Upskilling for decarbonisation

From 1st July this year, retrofitting service providers and those providing energy-efficiency measures will be required to be registered to the PAS 2035* standard in order to qualify for funding, a specification that ultimately ensures energy-efficiency measures have the necessary impact. The PAS 2035 standard ensures that properties are reviewed by trained and qualified retrofit assessors, taking into consideration the energy-saving opportunities, as well as the condition of the property and its suitability for improvement.

Amy adds: “At this point in time there is a bit of a limitation in terms of the number of qualified retrofit assessors and coordinators but huge leaps are being made. To qualify for funding, retrofit assessments must be done by those qualified to the PAS 2035 standard and this is a very involved process.
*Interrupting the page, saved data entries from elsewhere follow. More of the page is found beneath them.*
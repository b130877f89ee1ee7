//! Event type definitions for progress reporting.

use serde::{Deserialize, Serialize};
use std::path::PathBuf;

/// All events emitted by a matching run
#[derive(Debug, Clone, Serialize, Deserialize)]
pub enum Event {
    /// Directory walking events
    Scan(ScanEvent),
    /// Media descriptor preload events
    Descriptor(DescriptorEvent),
    /// Per work file matching events
    Match(MatchEvent),
    /// Run-level events
    Run(RunEvent),
}

/// Events during the scanning phase
#[derive(Debug, Clone, Serialize, Deserialize)]
pub enum ScanEvent {
    /// Walking a root has started
    Started { root: PathBuf },
    /// An error occurred but scanning continues
    Error { path: PathBuf, message: String },
    /// Walking a root completed
    Completed { root: PathBuf, total_files: usize },
}

/// Events while precomputing media descriptors
#[derive(Debug, Clone, Serialize, Deserialize)]
pub enum DescriptorEvent {
    /// Preloading has started
    Started { total: usize },
    /// Progress update during preloading
    Progress(DescriptorProgress),
    /// Preloading completed
    Completed { computed: usize, unavailable: usize },
}

/// Progress information during descriptor preloading
#[derive(Debug, Clone, Serialize, Deserialize)]
pub struct DescriptorProgress {
    /// Descriptors computed so far
    pub completed: usize,
    /// Total descriptors requested
    pub total: usize,
    /// File just processed
    pub current_path: PathBuf,
}

/// Events while walking the work files
#[derive(Debug, Clone, Serialize, Deserialize)]
pub enum MatchEvent {
    /// Matching has started
    Started { total_work_files: usize },
    /// A work file has been processed
    Progress(MatchProgress),
    /// A duplicate (or, when inverted, a unique file) was reported
    Reported {
        work_path: PathBuf,
        affectable: bool,
        warnings: usize,
    },
}

/// Progress information while matching
#[derive(Debug, Clone, Serialize, Deserialize)]
pub struct MatchProgress {
    /// Work files processed so far
    pub processed: usize,
    /// Total work files
    pub total: usize,
    /// Affectable pairs so far
    pub affectable: usize,
    /// Cumulative size of affectable files so far
    pub affected_bytes: u64,
    /// Work file just processed
    pub current_path: PathBuf,
}

/// Run-level events
#[derive(Debug, Clone, Serialize, Deserialize)]
pub enum RunEvent {
    /// Run has started
    Started,
    /// Moving to a new phase
    PhaseChanged { phase: RunPhase },
    /// Run completed
    Completed {
        affectable: usize,
        warnings: usize,
        failures: usize,
    },
    /// Run was cancelled between work files
    Cancelled { resume_skip: usize },
}

/// Phases of a run
#[derive(Debug, Clone, Copy, PartialEq, Eq, Serialize, Deserialize)]
pub enum RunPhase {
    Scanning,
    Indexing,
    Preloading,
    Matching,
}

impl std::fmt::Display for RunPhase {
    fn fmt(&self, f: &mut std::fmt::Formatter<'_>) -> std::fmt::Result {
        match self {
            RunPhase::Scanning => write!(f, "Scanning"),
            RunPhase::Indexing => write!(f, "Indexing originals"),
            RunPhase::Preloading => write!(f, "Caching image hashes"),
            RunPhase::Matching => write!(f, "Matching"),
        }
    }
}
Social landlords are turning to our industry for guidance and so it’s our duty to keep on the front foot in terms of our knowledge and skill.”

Unlike regular household surveys, a retrofit assessment must be conducted by a PAS 2035 retrofit assessor and involves an in-depth two- or three-day survey to provide a detailed retrofit plan (or ‘medium-term improvement plan’), that includes measures to reduce the carbon footprint of a property. The social landlord then selects measures to adopt, applies for funding and commissions the work. Once complete, the retrofit coordinator uploads the installation details to TrustMark, which generates a number to recoup funding.
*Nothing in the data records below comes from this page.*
//! # Config Module
//!
//! The single immutable configuration snapshot of a run.
//!
//! `MatchSettings` is the flat bag of toggles a user (CLI, settings file,
//! GUI) fills in. `MatchSettings::validate` turns it into a `MatchConfig`,
//! rejecting invalid combinations before any directory is touched. The
//! destructive action is a tagged enum, so "rename and delete" cannot be
//! represented once validated.
//!
//! ## Example
//! ```rust,ignore
//! let config = MatchSettings {
//!     rename: true,
//!     ignore_date: true,
//!     ..Default::default()
//! }
//! .validate()?;
//! ```

mod tolerance;

pub use tolerance::HourTolerance;

use crate::error::ConfigError;
use regex::{Regex, RegexBuilder};
use serde::{Deserialize, Serialize};
use std::path::Path;

/// Prefix prepended to a file name by the rename action
pub const RENAME_MARKER: char = '✓';

/// The destructive action applied to the affected file of a duplicate pair
#[derive(Debug, Clone, Copy, PartialEq, Eq, Serialize, Deserialize)]
#[serde(rename_all = "snake_case")]
pub enum DestructiveAction {
    /// Prefix the affected file name with the marker
    Rename,
    /// Remove the affected file
    Delete,
    /// Overwrite the affected file with its counterpart
    ReplaceWithOriginal,
}

impl DestructiveAction {
    /// Option name as written by the user
    pub fn option_name(&self) -> &'static str {
        match self {
            DestructiveAction::Rename => "rename",
            DestructiveAction::Delete => "delete",
            DestructiveAction::ReplaceWithOriginal => "replace_with_original",
        }
    }
}

impl std::fmt::Display for DestructiveAction {
    fn fmt(&self, f: &mut std::fmt::Formatter<'_>) -> std::fmt::Result {
        match self {
            DestructiveAction::Rename => write!(f, "renamed (prefixed with {})", RENAME_MARKER),
            DestructiveAction::Delete => write!(f, "deleted"),
            DestructiveAction::ReplaceWithOriginal => write!(f, "replaced with the original"),
        }
    }
}

/// Raw, unvalidated toggles.
///
/// Every field has a neutral default; deserializing a partial JSON object
/// is supported.
#[derive(Debug, Clone, PartialEq, Serialize, Deserialize)]
#[serde(default)]
pub struct MatchSettings {
    // Name rules
    /// Files are not compared by stem nor suffix
    pub ignore_name: bool,
    /// Case insensitive name comparison
    pub casefold: bool,
    /// Compare spaces as this character ("file 012" ~ "file_012")
    pub space2char: Option<char>,
    /// Strip a trailing "(3)" counter from the stem
    pub strip_end_counter: bool,
    /// Strip the stem end matched by this regular expression
    pub strip_suffix: Option<String>,
    /// Compare stems shortened to this many characters
    pub work_file_stem_shortened: Option<usize>,
    /// Select work files that do NOT match
    pub invert_selection: bool,

    // Date rules
    /// Files are not compared by modification time
    pub ignore_date: bool,
    /// Accepted modification time shift in hours
    pub tolerate_hour: HourTolerance,

    // Size and content rules
    /// Files are not compared by size
    pub ignore_size: bool,
    /// Additionally compare equal-sized files by content digest
    pub checksum: bool,

    // Media rules
    /// Compare images by perceptual hash and videos by frame count
    pub media_magic: bool,
    /// Maximum accepted frame count difference for videos
    pub accepted_frame_delta: u64,
    /// Maximum accepted image hash distance
    pub accepted_img_hash_diff: u32,
    /// Images must additionally be taken within an hour of each other
    pub img_compare_date: bool,

    // Action rules
    pub rename: bool,
    pub delete: bool,
    pub replace_with_original: bool,
    /// Set both files to the older modification time
    pub set_both_to_older_date: bool,
    /// Affect the original instead when it is the smaller file
    pub treat_bigger_as_original: bool,
    /// Only affect a file not bigger than its counterpart
    pub skip_bigger: bool,
    /// Skip zero-sized files
    pub skip_empty: bool,
    /// Proceed with actions despite warnings
    pub neglect_warning: bool,
}

impl Default for MatchSettings {
    fn default() -> Self {
        Self {
            ignore_name: false,
            casefold: false,
            space2char: None,
            strip_end_counter: false,
            strip_suffix: None,
            work_file_stem_shortened: None,
            invert_selection: false,
            ignore_date: false,
            tolerate_hour: HourTolerance::Exact,
            ignore_size: false,
            checksum: false,
            media_magic: false,
            accepted_frame_delta: 1,
            accepted_img_hash_diff: 1,
            img_compare_date: false,
            rename: false,
            delete: false,
            replace_with_original: false,
            set_both_to_older_date: false,
            treat_bigger_as_original: false,
            skip_bigger: false,
            skip_empty: false,
            neglect_warning: false,
        }
    }
}

impl MatchSettings {
    /// Load settings from a JSON file. Missing keys take their defaults.
    pub fn from_json_file(path: &Path) -> Result<Self, ConfigError> {
        let text = std::fs::read_to_string(path).map_err(|e| ConfigError::ReadSettings {
            path: path.to_path_buf(),
            reason: e.to_string(),
        })?;
        serde_json::from_str(&text).map_err(|e| ConfigError::ReadSettings {
            path: path.to_path_buf(),
            reason: e.to_string(),
        })
    }

    /// Validate the combination of toggles and freeze it.
    pub fn validate(self) -> Result<MatchConfig, ConfigError> {
        let action = self.selected_action()?;

        if self.checksum && self.ignore_size {
            return Err(ConfigError::ChecksumWithoutSize);
        }
        if self.ignore_name && self.ignore_date && self.ignore_size {
            return Err(ConfigError::EverythingIgnored);
        }
        if self.invert_selection {
            let conflicting = [
                (self.replace_with_original, "replace_with_original"),
                (self.treat_bigger_as_original, "treat_bigger_as_original"),
                (self.set_both_to_older_date, "set_both_to_older_date"),
            ];
            if let Some((_, option)) = conflicting.iter().find(|(set, _)| *set) {
                return Err(ConfigError::InvertWithCounterpartAction { option });
            }
        }
        if let HourTolerance::Window { low, high } = self.tolerate_hour {
            if low > high {
                return Err(ConfigError::InvalidHourWindow { low, high });
            }
        }

        let strip_suffix = match self.strip_suffix.as_deref() {
            Some(pattern) if !pattern.is_empty() => Some(
                RegexBuilder::new(&format!("(?:{})$", pattern))
                    .case_insensitive(self.casefold)
                    .build()
                    .map_err(|e| ConfigError::InvalidPattern {
                        pattern: pattern.to_string(),
                        reason: e.to_string(),
                    })?,
            ),
            _ => None,
        };

        Ok(MatchConfig {
            name: NameRules {
                ignore_name: self.ignore_name,
                casefold: self.casefold,
                space2char: self.space2char,
                strip_end_counter: self.strip_end_counter,
                strip_suffix,
                work_file_stem_shortened: self.work_file_stem_shortened.filter(|n| *n > 0),
                invert_selection: self.invert_selection,
            },
            date: DateRules {
                ignore_date: self.ignore_date,
                tolerate_hour: self.tolerate_hour,
            },
            content: ContentRules {
                ignore_size: self.ignore_size,
                checksum: self.checksum,
            },
            media: MediaRules {
                media_magic: self.media_magic,
                accepted_frame_delta: self.accepted_frame_delta,
                accepted_img_hash_diff: self.accepted_img_hash_diff,
                img_compare_date: self.img_compare_date,
            },
            action: ActionRules {
                action,
                set_both_to_older_date: self.set_both_to_older_date,
                treat_bigger_as_original: self.treat_bigger_as_original,
                skip_bigger: self.skip_bigger,
                skip_empty: self.skip_empty,
                neglect_warning: self.neglect_warning,
            },
            settings: self,
        })
    }

    fn selected_action(&self) -> Result<Option<DestructiveAction>, ConfigError> {
        let requested: Vec<DestructiveAction> = [
            (self.rename, DestructiveAction::Rename),
            (self.delete, DestructiveAction::Delete),
            (self.replace_with_original, DestructiveAction::ReplaceWithOriginal),
        ]
        .into_iter()
        .filter(|(set, _)| *set)
        .map(|(_, action)| action)
        .collect();

        match requested.as_slice() {
            [] => Ok(None),
            [single] => Ok(Some(*single)),
            [first, second, ..] => Err(ConfigError::ConflictingActions {
                first: first.option_name(),
                second: second.option_name(),
            }),
        }
    }
}

/// How names are turned into comparison keys
#[derive(Debug, Clone)]
pub struct NameRules {
    pub ignore_name: bool,
    pub casefold: bool,
    pub space2char: Option<char>,
    pub strip_end_counter: bool,
    /// Anchored at the stem end
    pub strip_suffix: Option<Regex>,
    pub work_file_stem_shortened: Option<usize>,
    pub invert_selection: bool,
}

/// Modification time rules
#[derive(Debug, Clone, Copy)]
pub struct DateRules {
    pub ignore_date: bool,
    pub tolerate_hour: HourTolerance,
}

/// Size and content rules
#[derive(Debug, Clone, Copy)]
pub struct ContentRules {
    pub ignore_size: bool,
    pub checksum: bool,
}

/// Media comparison rules
#[derive(Debug, Clone, Copy)]
pub struct MediaRules {
    pub media_magic: bool,
    pub accepted_frame_delta: u64,
    pub accepted_img_hash_diff: u32,
    pub img_compare_date: bool,
}

/// What happens to a duplicate pair
#[derive(Debug, Clone, Copy)]
pub struct ActionRules {
    pub action: Option<DestructiveAction>,
    pub set_both_to_older_date: bool,
    pub treat_bigger_as_original: bool,
    pub skip_bigger: bool,
    pub skip_empty: bool,
    pub neglect_warning: bool,
}

/// Validated, immutable configuration shared read-only by a whole run
#[derive(Debug, Clone)]
pub struct MatchConfig {
    name: NameRules,
    date: DateRules,
    content: ContentRules,
    media: MediaRules,
    action: ActionRules,
    settings: MatchSettings,
}

impl MatchConfig {
    pub fn name(&self) -> &NameRules {
        &self.name
    }

    pub fn date(&self) -> &DateRules {
        &self.date
    }

    pub fn content(&self) -> &ContentRules {
        &self.content
    }

    pub fn media(&self) -> &MediaRules {
        &self.media
    }

    pub fn action(&self) -> &ActionRules {
        &self.action
    }

    /// The settings this configuration was validated from (for reports)
    pub fn settings(&self) -> &MatchSettings {
        &self.settings
    }

    /// One-line description of the matching criteria
    pub fn describe(&self) -> String {
        if self.media.media_magic {
            let name = if self.name.ignore_name {
                " Nor the name!"
            } else {
                ""
            };
            return format!(
                "Media files are compared by content: nor the size nor the date is compared.{}",
                name
            );
        }

        let axes = [
            ("name", !self.name.ignore_name),
            ("size", !self.content.ignore_size),
            ("date", !self.date.ignore_date),
            ("checksum", self.content.checksum),
        ];
        let used: Vec<&str> = axes.iter().filter(|(_, on)| *on).map(|(n, _)| *n).collect();
        let ignored: Vec<&str> = axes.iter().filter(|(_, on)| !*on).map(|(n, _)| *n).collect();

        if ignored.is_empty() {
            format!("Find files by {}", used.join(", "))
        } else {
            format!(
                "Find files by {}, ignoring: {}",
                used.join(", "),
                ignored.join(", ")
            )
        }
    }
}

impl TryFrom<MatchSettings> for MatchConfig {
    type Error = ConfigError;

    fn try_from(settings: MatchSettings) -> Result<Self, Self::Error> {
        settings.validate()
    }
}

impl Default for MatchConfig {
    fn default() -> Self {
        Self {
            name: NameRules {
                ignore_name: false,
                casefold: false,
                space2char: None,
                strip_end_counter: false,
                strip_suffix: None,
                work_file_stem_shortened: None,
                invert_selection: false,
            },
            date: DateRules {
                ignore_date: false,
                tolerate_hour: HourTolerance::Exact,
            },
            content: ContentRules {
                ignore_size: false,
                checksum: false,
            },
            media: MediaRules {
                media_magic: false,
                accepted_frame_delta: 1,
                accepted_img_hash_diff: 1,
                img_compare_date: false,
            },
            action: ActionRules {
                action: None,
                set_both_to_older_date: false,
                treat_bigger_as_original: false,
                skip_bigger: false,
                skip_empty: false,
                neglect_warning: false,
            },
            settings: MatchSettings::default(),
        }
    }
}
Tim continues: “The retrofit assessment is possibly the aspect of social housing decarbonisation that social landlords underestimate. The assessment is very detailed; it includes a condition report, ventilation assessment, EPR (Energy Performance Report) and occupancy assessment. The recommendations within the retrofit plan are often numerous; it’s essentially a guide for property upgrades but it allows social landlords to prioritise the measures that will have the most impact and be most cost effective.” PAS 2035 prioritises fabric-first measures such as insulation, before heating and renewable measures.

“Not all measures need to be done at once, which makes the decarbonisation journey much more digestible,” adds Amy. “What we are also seeing is that the retrofit plans are giving our clients a better understanding of how their housing stock is performing, which then feeds into their long-term asset management plan. There is no denying that the road to social housing decarbonisation is a long one and we’re very much at the beginning of that journey but we are all heading in the right direction to create healthier homes, reduce carbon emissions and help residents out of fuel poverty.”

*PAS 2035: The new Publicly Available Specification that lays out all retrofit energy-efficient enhancements to the UK’s existing housing stock. Within this framework, TrustMark holders will be required to comply with this standard when carrying out any domestic retrofit work.